Digiday spoke with Bob Liodice, president and CEO of the ANA, who said that he felt “relieved” to have the guidelines out there.

“We’ve always wanted to get to a place where we felt that we had both sides of the equation: the facts about what really is going on and intelligent prescriptions of what to do,” he said. “It’s a good place to be.”

Here’s more from that conversation, lightly edited for clarity:

Do you truly believe that the transparency issue is “eminently solvable,” especially when everyone stands to benefit, to some degree, from the current arrangement?
Definitely. I don’t know if it’s a sign but I read the other day that WPP was actually starting to adjust some of its media agency contracts. We’ve been getting a better feeling from the agency community that they want to talk. I am more convinced now than ever that is solvable, the only thing I don’t know is when. It’s not like flipping a light switch. It could take six months or six years.

The initial agency response was defensive though. Do you think they were rightfully upset?
I can understand that certain agencies might have been upset because if you look at the definition of “pervasive,” there may be some out there that don’t fit within it. There might have some whose actions may have been wholly transparent.

You also got criticism for providing confidentiality.
There were major trade-offs. If we did, in fact, not provide confidentiality and anonymity and preserve that, then we wouldn’t have gotten any insights whatsoever. We had to do that to get a good read on what the situation was like. Some may feel a bit burned but I think for a vast majority, it was a wake-up call to do better.

Isn’t this the inevitable result of clients making it nearly impossible for agencies to make money?
Have you looked at the holding company P&Ls? They’re making quite a bit of money and their bottom line figures are growing each and every year. One could argue and say, well, they’ve only been making that much money because they’ve been engaging in a lot of non-transparent behavior, which would only prove my point.
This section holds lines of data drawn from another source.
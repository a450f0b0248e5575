//! Case graph resolution.
//!
//! # Architecture
//!
//! Every form is normalized to an ordered list of [`ResolvedLoad`]s, parents
//! before children, plus the cases the form opens.
//!
//! - Basic forms produce one logical load per select-chain module, tagged
//!   with that module's unique id.
//! - Advanced and shadow forms use their (merged) declared actions. Real
//!   loads are placed parents-first; auto-selected and fixture-driven
//!   loads follow in declaration order.

use std::collections::HashSet;

use suite_model::{
    CaseLoadAction, CaseType, CompileError, CycleKind, Form, FormKind, ModuleId, ModuleKind,
    Result,
};

use crate::graph::{AppGraph, FormPlacement};
use crate::shadow::merged_actions;
use crate::xpath;

/// How a load entered the resolved order.
#[derive(Debug, Clone, Copy, PartialEq, Eq)]
pub enum LoadOrigin {
    /// Basic select chain; depth 0 is the form's own module.
    SelectChain { module: usize, depth: usize },
    Declared,
    AutoSelect,
    Fixture,
}

#[derive(Debug, Clone, PartialEq, Eq)]
pub struct ResolvedLoad {
    pub action: CaseLoadAction,
    pub session_var: String,
    /// Position of the parent load in [`CaseGraph::loads`].
    pub parent: Option<usize>,
    /// Index name used to filter by the parent case.
    pub parent_reference: Option<String>,
    /// Module whose case list details render the selection.
    pub detail_module: Option<usize>,
    pub origin: LoadOrigin,
}

impl ResolvedLoad {
    pub fn case_type(&self) -> Option<&CaseType> {
        self.action.case_type.as_ref()
    }

    pub fn is_injected(&self) -> bool {
        matches!(self.origin, LoadOrigin::AutoSelect | LoadOrigin::Fixture)
    }
}

#[derive(Debug, Clone, PartialEq, Eq)]
pub struct ResolvedOpen {
    pub tag: String,
    pub session_var: String,
    pub case_type: CaseType,
}

#[derive(Debug, Clone, PartialEq, Eq, Default)]
pub struct CaseGraph {
    pub loads: Vec<ResolvedLoad>,
    pub opens: Vec<ResolvedOpen>,
    pub usercase: bool,
}

impl CaseGraph {
    pub fn load(&self, tag: &str) -> Option<&ResolvedLoad> {
        self.loads.iter().find(|load| load.action.tag == tag)
    }

    /// Whether another load filters by the load at `index`.
    pub fn is_referenced_as_parent(&self, index: usize) -> bool {
        self.loads.iter().any(|load| load.parent == Some(index))
    }

    pub fn opens_cases(&self) -> bool {
        !self.opens.is_empty()
    }
}

pub fn resolve_case_graph(graph: &AppGraph<'_>, placement: FormPlacement<'_>) -> Result<CaseGraph> {
    match &placement.form.kind {
        FormKind::Basic { .. } => resolve_basic(graph, placement),
        FormKind::Advanced { .. } | FormKind::Shadow { .. } => resolve_advanced(graph, placement),
    }
}

// ===== Basic forms =====

fn resolve_basic(graph: &AppGraph<'_>, placement: FormPlacement<'_>) -> Result<CaseGraph> {
    let form = placement.form;
    let FormKind::Basic { actions, .. } = &form.kind else {
        return Ok(CaseGraph::default());
    };
    let module_id = &graph.module(placement.module).unique_id;
    let mut case_graph = CaseGraph::default();

    if form.requires_case() {
        let chain = graph.select_chain(graph.datum_module(placement.module))?;
        check_chain_case_types(graph, &chain, module_id, form)?;
        let depth_of_root = chain.len() - 1;
        for (position, depth) in (0..chain.len()).rev().enumerate() {
            let chain_module = chain[depth];
            let Some(case_type) = graph.case_type(chain_module).cloned() else {
                return Err(CompileError::case_graph(
                    Some(module_id),
                    Some(&form.unique_id),
                    format!(
                        "module {} has no case type",
                        graph.module(chain_module).unique_id
                    ),
                ));
            };
            let mut action = CaseLoadAction::new(
                graph.module(chain_module).unique_id.as_str(),
                case_type,
            );
            // The chain module's own parent select names the index to its parent.
            let parent_reference = if depth < depth_of_root {
                graph
                    .module(chain_module)
                    .parent_select()
                    .and_then(|select| select.relationship.clone())
            } else {
                None
            };
            action.parent_tag = (depth < depth_of_root)
                .then(|| graph.module(chain[depth + 1]).unique_id.to_string());
            case_graph.loads.push(ResolvedLoad {
                action,
                session_var: xpath::select_chain_var(depth),
                parent: (position > 0).then(|| position - 1),
                parent_reference,
                detail_module: Some(chain_detail_module(graph, placement.module, chain_module)),
                origin: LoadOrigin::SelectChain {
                    module: chain_module,
                    depth,
                },
            });
        }
    }

    let module_case_type = graph.case_type(graph.datum_module(placement.module));
    let opens_case = actions.open_case.is_some();
    if opens_case && let Some(case_type) = module_case_type {
        case_graph.opens.push(ResolvedOpen {
            tag: "open_case".to_string(),
            session_var: xpath::new_case_var(case_type, 0),
            case_type: case_type.clone(),
        });
    }
    for (index, subcase) in actions.subcases.iter().enumerate() {
        if subcase.repeat_context.is_some() {
            continue;
        }
        let Some(case_type) = &subcase.case_type else {
            continue;
        };
        case_graph.opens.push(ResolvedOpen {
            tag: format!("subcase_{index}"),
            session_var: xpath::new_case_var(case_type, index + usize::from(opens_case)),
            case_type: case_type.clone(),
        });
    }
    case_graph.usercase = actions.uses_usercase();
    Ok(case_graph)
}

/// A case type may repeat along a chain only in consecutive modules.
fn check_chain_case_types(
    graph: &AppGraph<'_>,
    chain: &[usize],
    module_id: &ModuleId,
    form: &Form,
) -> Result<()> {
    let mut seen: Vec<&CaseType> = Vec::new();
    for &index in chain {
        let Some(case_type) = graph.case_type(index) else {
            continue;
        };
        if seen.last() == Some(&case_type) {
            continue;
        }
        if seen.contains(&case_type) {
            return Err(CompileError::suite_validation(
                Some(module_id),
                Some(&form.unique_id),
                format!("circular parent case ref: case type '{case_type}' appears twice in the select chain"),
            ));
        }
        seen.push(case_type);
    }
    Ok(())
}

/// Detail module for a select-chain step shown from `display`.
///
/// Shadow modules render their source's chain with their own details, and
/// their own parent select replaces the source's.
fn chain_detail_module(graph: &AppGraph<'_>, display: usize, chain_module: usize) -> usize {
    let node = graph.node(display);
    let Some(source) = node.source else {
        return chain_module;
    };
    if chain_module == source {
        return display;
    }
    match (node.parent_select, graph.node(source).parent_select) {
        (Some(shadow_parent), Some(source_parent)) if source_parent == chain_module => shadow_parent,
        _ => chain_module,
    }
}

// ===== Advanced and shadow forms =====

fn resolve_advanced(graph: &AppGraph<'_>, placement: FormPlacement<'_>) -> Result<CaseGraph> {
    let form = placement.form;
    let display = graph.module(placement.module);
    let merged = merged_actions(graph, &display.unique_id, form)?;

    let mut tags = HashSet::new();
    for action in &merged.load {
        if !tags.insert(action.tag.as_str()) {
            return Err(CompileError::case_graph(
                Some(&display.unique_id),
                Some(&form.unique_id),
                format!("duplicate case tag '{}'", action.tag),
            ));
        }
    }

    let mut order = Vec::with_capacity(merged.load.len());
    let mut placed = vec![false; merged.load.len()];
    let mut visiting = Vec::new();
    for index in 0..merged.load.len() {
        if !merged.load[index].is_injected() {
            place_parents_first(
                &merged.load,
                index,
                &mut placed,
                &mut visiting,
                &mut order,
                &display.unique_id,
                form,
            )?;
        }
    }
    for (index, action) in merged.load.iter().enumerate() {
        if action.is_injected() && !placed[index] {
            placed[index] = true;
            order.push(index);
        }
    }

    let mut loads = Vec::with_capacity(order.len());
    for &index in &order {
        let action = &merged.load[index];
        let parent = match &action.parent_tag {
            Some(parent_tag) => order
                .iter()
                .position(|&other| merged.load[other].tag == *parent_tag),
            None => None,
        };
        let origin = if action.load_case_from_fixture.is_some() {
            LoadOrigin::Fixture
        } else if action.auto_select.is_some() {
            LoadOrigin::AutoSelect
        } else {
            LoadOrigin::Declared
        };
        let detail_module = match origin {
            LoadOrigin::AutoSelect => None,
            _ => Some(advanced_detail_module(graph, placement, action)?),
        };
        loads.push(ResolvedLoad {
            action: action.clone(),
            session_var: action.case_session_var(),
            parent,
            parent_reference: parent.map(|_| action.parent_reference_id.clone()),
            detail_module,
            origin,
        });
    }

    let opens = merged
        .open
        .iter()
        .enumerate()
        .filter(|(_, action)| action.repeat_context.is_none())
        .filter_map(|(index, action)| {
            action.case_type.as_ref().map(|case_type| ResolvedOpen {
                tag: action.tag.clone(),
                session_var: xpath::new_case_var(case_type, index),
                case_type: case_type.clone(),
            })
        })
        .collect();

    Ok(CaseGraph {
        loads,
        opens,
        usercase: false,
    })
}

fn place_parents_first(
    actions: &[CaseLoadAction],
    index: usize,
    placed: &mut [bool],
    visiting: &mut Vec<usize>,
    order: &mut Vec<usize>,
    module: &ModuleId,
    form: &Form,
) -> Result<()> {
    if placed[index] {
        return Ok(());
    }
    if visiting.contains(&index) {
        let mut members: Vec<String> = visiting
            .iter()
            .map(|&member| actions[member].tag.clone())
            .collect();
        members.push(actions[index].tag.clone());
        return Err(CompileError::Cycle {
            kind: CycleKind::CaseParent,
            module: Some(module.clone()),
            form: Some(form.unique_id.clone()),
            members,
        });
    }
    visiting.push(index);
    if let Some(parent_tag) = &actions[index].parent_tag {
        let parent = actions
            .iter()
            .position(|action| &action.tag == parent_tag)
            .ok_or_else(|| {
                CompileError::case_graph(
                    Some(module),
                    Some(&form.unique_id),
                    format!(
                        "load '{}' references unknown parent tag '{parent_tag}'",
                        actions[index].tag
                    ),
                )
            })?;
        place_parents_first(actions, parent, placed, visiting, order, module, form)?;
    }
    visiting.pop();
    placed[index] = true;
    order.push(index);
    Ok(())
}

fn advanced_detail_module(
    graph: &AppGraph<'_>,
    placement: FormPlacement<'_>,
    action: &CaseLoadAction,
) -> Result<usize> {
    let display = graph.module(placement.module);
    let form_id = &placement.form.unique_id;
    let case_type = action.case_type.as_ref();

    if let Some(details_module) = &action.details_module {
        let Some(index) = graph.module_position(details_module) else {
            return Err(CompileError::case_graph(
                Some(&display.unique_id),
                Some(form_id),
                format!("details module {details_module} does not exist"),
            ));
        };
        if index == placement.module || graph.case_type(index) == case_type {
            return Ok(index);
        }
        return Err(CompileError::case_graph(
            Some(&display.unique_id),
            Some(form_id),
            format!(
                "details module {details_module} has case type '{}', expected '{}'",
                graph.case_type(index).map(CaseType::as_str).unwrap_or_default(),
                case_type.map(CaseType::as_str).unwrap_or_default()
            ),
        ));
    }

    if graph.case_type(placement.module) == case_type {
        return Ok(placement.module);
    }
    graph
        .nodes()
        .iter()
        .find(|node| {
            !matches!(node.module.kind, ModuleKind::Report { .. } | ModuleKind::Training)
                && case_type.is_some()
                && graph.case_type(node.index) == case_type
        })
        .map(|node| node.index)
        .ok_or_else(|| {
            CompileError::case_graph(
                Some(&display.unique_id),
                Some(form_id),
                format!(
                    "Module with case type {} not found",
                    case_type.map(CaseType::as_str).unwrap_or_default()
                ),
            )
        })
}
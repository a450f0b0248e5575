//! CLI library components for the suite compiler.

pub mod logging;
pub mod pipeline;
pub mod types;
//! Suite compiler CLI.

use clap::{ColorChoice, Parser};
use std::io::{self, IsTerminal};
use suite_cli::logging::{LogConfig, LogFormat, init_logging};
use tracing::level_filters::LevelFilter;

mod cli;
mod commands;
mod summary;

use crate::cli::{Cli, Command, LogFormatArg, LogLevelArg};
use crate::commands::{run_compile, run_plan, run_validate};
use crate::summary::{print_plan, print_summary, print_validation};

fn main() {
    let cli = Cli::parse();
    cli.color.write_global();
    let log_config = log_config_from_cli(&cli);
    if let Err(error) = init_logging(&log_config) {
        eprintln!("error: failed to initialize logging: {error}");
        std::process::exit(1);
    }
    let exit_code = match &cli.command {
        Command::Compile(args) => match run_compile(args) {
            Ok(result) => {
                print_summary(&result);
                i32::from(result.has_errors)
            }
            Err(error) => report_error(&error),
        },
        Command::Validate(args) => match run_validate(args) {
            Ok(result) => {
                print_validation(&result);
                i32::from(result.blocking)
            }
            Err(error) => report_error(&error),
        },
        Command::Plan(args) => match run_plan(args) {
            Ok(inspection) => {
                print_plan(&inspection);
                0
            }
            Err(error) => report_error(&error),
        },
    };
    std::process::exit(exit_code);
}

fn report_error(error: &anyhow::Error) -> i32 {
    tracing::error!(error = %error, "command failed");
    eprintln!("error: {error:#}");
    1
}

/// Build logging configuration from CLI flags with consistent precedence.
fn log_config_from_cli(cli: &Cli) -> LogConfig {
    let level_filter = match cli.log_level {
        Some(LogLevelArg::Error) => LevelFilter::ERROR,
        Some(LogLevelArg::Warn) => LevelFilter::WARN,
        Some(LogLevelArg::Info) => LevelFilter::INFO,
        Some(LogLevelArg::Debug) => LevelFilter::DEBUG,
        Some(LogLevelArg::Trace) => LevelFilter::TRACE,
        None => cli.verbosity.tracing_level_filter(),
    };
    let format = match cli.log_format {
        LogFormatArg::Pretty => LogFormat::Pretty,
        LogFormatArg::Compact => LogFormat::Compact,
        LogFormatArg::Json => LogFormat::Json,
    };
    let with_ansi = match cli.color.color {
        ColorChoice::Always => true,
        ColorChoice::Never => false,
        ColorChoice::Auto => cli.log_file.is_none() && io::stderr().is_terminal(),
    };
    LogConfig::default()
        .with_level(level_filter)
        .with_env_filter(!(cli.verbosity.is_present() || cli.log_level.is_some()))
        .with_format(format)
        .with_ansi(with_ansi)
        .with_log_file(cli.log_file.clone())
}
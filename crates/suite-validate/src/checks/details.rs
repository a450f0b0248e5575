//! Case detail checks: case tile configuration and deprecated column formats.

use suite_model::{Diagnostic, DiagnosticKind, Module};

use crate::context::ValidationContext;

const DEPRECATED_POPUP_FORMAT: &str = "address-popup";

pub fn check(ctx: &ValidationContext<'_>, module: &Module) -> Vec<Diagnostic> {
    let details = &module.case_details;
    let mut reasons = Vec::new();

    if details.use_case_tiles && details.short_columns.is_empty() {
        reasons.push("case tiles need at least one case list column".to_string());
    }
    if details.persist_tile_on_forms && !details.use_case_tiles {
        reasons.push("a persistent tile requires case tiles on the case list".to_string());
    }
    if let Some(source) = &details.persistent_case_tile_from_module {
        match ctx.module(source) {
            None => reasons.push(format!("persistent tile module {source} does not exist")),
            Some(target) if !target.case_details.use_case_tiles => reasons.push(format!(
                "persistent tile module {source} does not use case tiles"
            )),
            Some(_) => {}
        }
    }
    if details.pull_down_tile
        && !details.persist_tile_on_forms
        && details.persistent_case_tile_from_module.is_none()
    {
        reasons.push("pull down tile requires a persistent tile".to_string());
    }

    let mut diagnostics: Vec<Diagnostic> = reasons
        .into_iter()
        .map(|reason| {
            Diagnostic::new(DiagnosticKind::InvalidTileConfiguration, reason).with_module(&module.unique_id)
        })
        .collect();

    for column in details.short_columns.iter().chain(&details.long_columns) {
        if column.format == DEPRECATED_POPUP_FORMAT {
            diagnostics.push(
                Diagnostic::new(
                    DiagnosticKind::DeprecatedPopup,
                    format!("column {} uses the deprecated address popup format", column.field),
                )
                .with_module(&module.unique_id),
            );
        }
    }
    diagnostics
}
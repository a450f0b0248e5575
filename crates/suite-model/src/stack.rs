//! Stack operations that rebuild a navigation context on the client.

use serde::{Deserialize, Serialize};

use crate::datum::QueryData;

#[derive(Debug, Clone, Copy, PartialEq, Eq, Serialize, Deserialize)]
#[serde(rename_all = "snake_case")]
pub enum FrameKind {
    Create,
    Push,
    Clear,
}

impl FrameKind {
    pub fn as_str(self) -> &'static str {
        match self {
            FrameKind::Create => "create",
            FrameKind::Push => "push",
            FrameKind::Clear => "clear",
        }
    }
}

#[derive(Debug, Clone, PartialEq, Eq, Serialize, Deserialize)]
#[serde(tag = "op", rename_all = "snake_case")]
pub enum StackOp {
    /// Navigate into a menu or entry by command id.
    PushCommand { command: String },
    /// Bind a session datum. `instance` marks a multi-select binding.
    PushDatum {
        id: String,
        value: String,
        #[serde(default)]
        instance: bool,
    },
    PushQuery(StackQuery),
    Rewind { value: String },
    Mark,
    Jump { url: String },
}

impl StackOp {
    pub fn command(id: impl Into<String>) -> Self {
        StackOp::PushCommand { command: id.into() }
    }

    pub fn datum(id: impl Into<String>, value: impl Into<String>) -> Self {
        StackOp::PushDatum {
            id: id.into(),
            value: value.into(),
            instance: false,
        }
    }

    /// Command id or datum id this operation binds.
    pub fn id(&self) -> Option<&str> {
        match self {
            StackOp::PushCommand { command } => Some(command),
            StackOp::PushDatum { id, .. } => Some(id),
            StackOp::PushQuery(query) => Some(&query.id),
            _ => None,
        }
    }
}

#[derive(Debug, Clone, PartialEq, Eq, Serialize, Deserialize)]
pub struct StackQuery {
    pub id: String,
    pub value: String,
    #[serde(default)]
    pub data: Vec<QueryData>,
}

#[derive(Debug, Clone, PartialEq, Eq, Serialize, Deserialize)]
pub struct StackFrame {
    pub kind: FrameKind,
    #[serde(default, skip_serializing_if = "Option::is_none")]
    pub if_clause: Option<String>,
    pub ops: Vec<StackOp>,
}

impl StackFrame {
    pub fn new(kind: FrameKind) -> Self {
        Self {
            kind,
            if_clause: None,
            ops: Vec::new(),
        }
    }

    pub fn create() -> Self {
        Self::new(FrameKind::Create)
    }

    pub fn push() -> Self {
        Self::new(FrameKind::Push)
    }

    pub fn with_if(mut self, condition: Option<String>) -> Self {
        self.if_clause = condition;
        self
    }

    pub fn with_ops(mut self, ops: Vec<StackOp>) -> Self {
        self.ops = ops;
        self
    }

    pub fn is_empty(&self) -> bool {
        self.ops.is_empty()
    }

    pub fn commands(&self) -> Vec<&str> {
        self.ops
            .iter()
            .filter_map(|op| match op {
                StackOp::PushCommand { command } => Some(command.as_str()),
                _ => None,
            })
            .collect()
    }
}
So clients aren’t to blame?
There is no question that some marketers are probably engaging in difficult practices. For example, they may have extended terms for up to 180 days. That’s challenging, and no client should ever expect their agency to finance media transactions, or anything for that matter, outside of a normal set of terms. But those I think are the exceptions rather than the rule. If someone can come and show us that majority of the contracts are unfair, then there is something to be done.

Isn’t the fact that some agencies have started to act as principals also the problem?
For an agency to act as a principal, the client has to opt-in to that agreement. And that’s up to individual clients. That is a one-on-one relationship, and if they find that such a relationship is valid and imperative to the growth of their business, I can’t tell them that’s not in their best interest. We can’t regulate that. It’s buyer beware.

Yesterday’s report seems to put the onus more on marketers themselves. Why is that?
Well, it’s their money. And if their processes aren’t rigorous, then it opens up the doors for non-transparent behavior. Their money is their asset, whether it’s millions or billions. If I was a senior marketing officer, I would accept the fact that my responsibility is to provide the best stewardship for those assets. If we disregard that stewardship mantle, then candidly, shame on us.

And that’s not what you found.
What we found were prevalent processes and practices that were inconsistent with optimal behavior. There are things we’ve gotten lax on. One of my board members told me that he’d just pulled out his contract after five years. Just think about what’s happened to the media landscape in five years. You could probably drive a truck through his contract.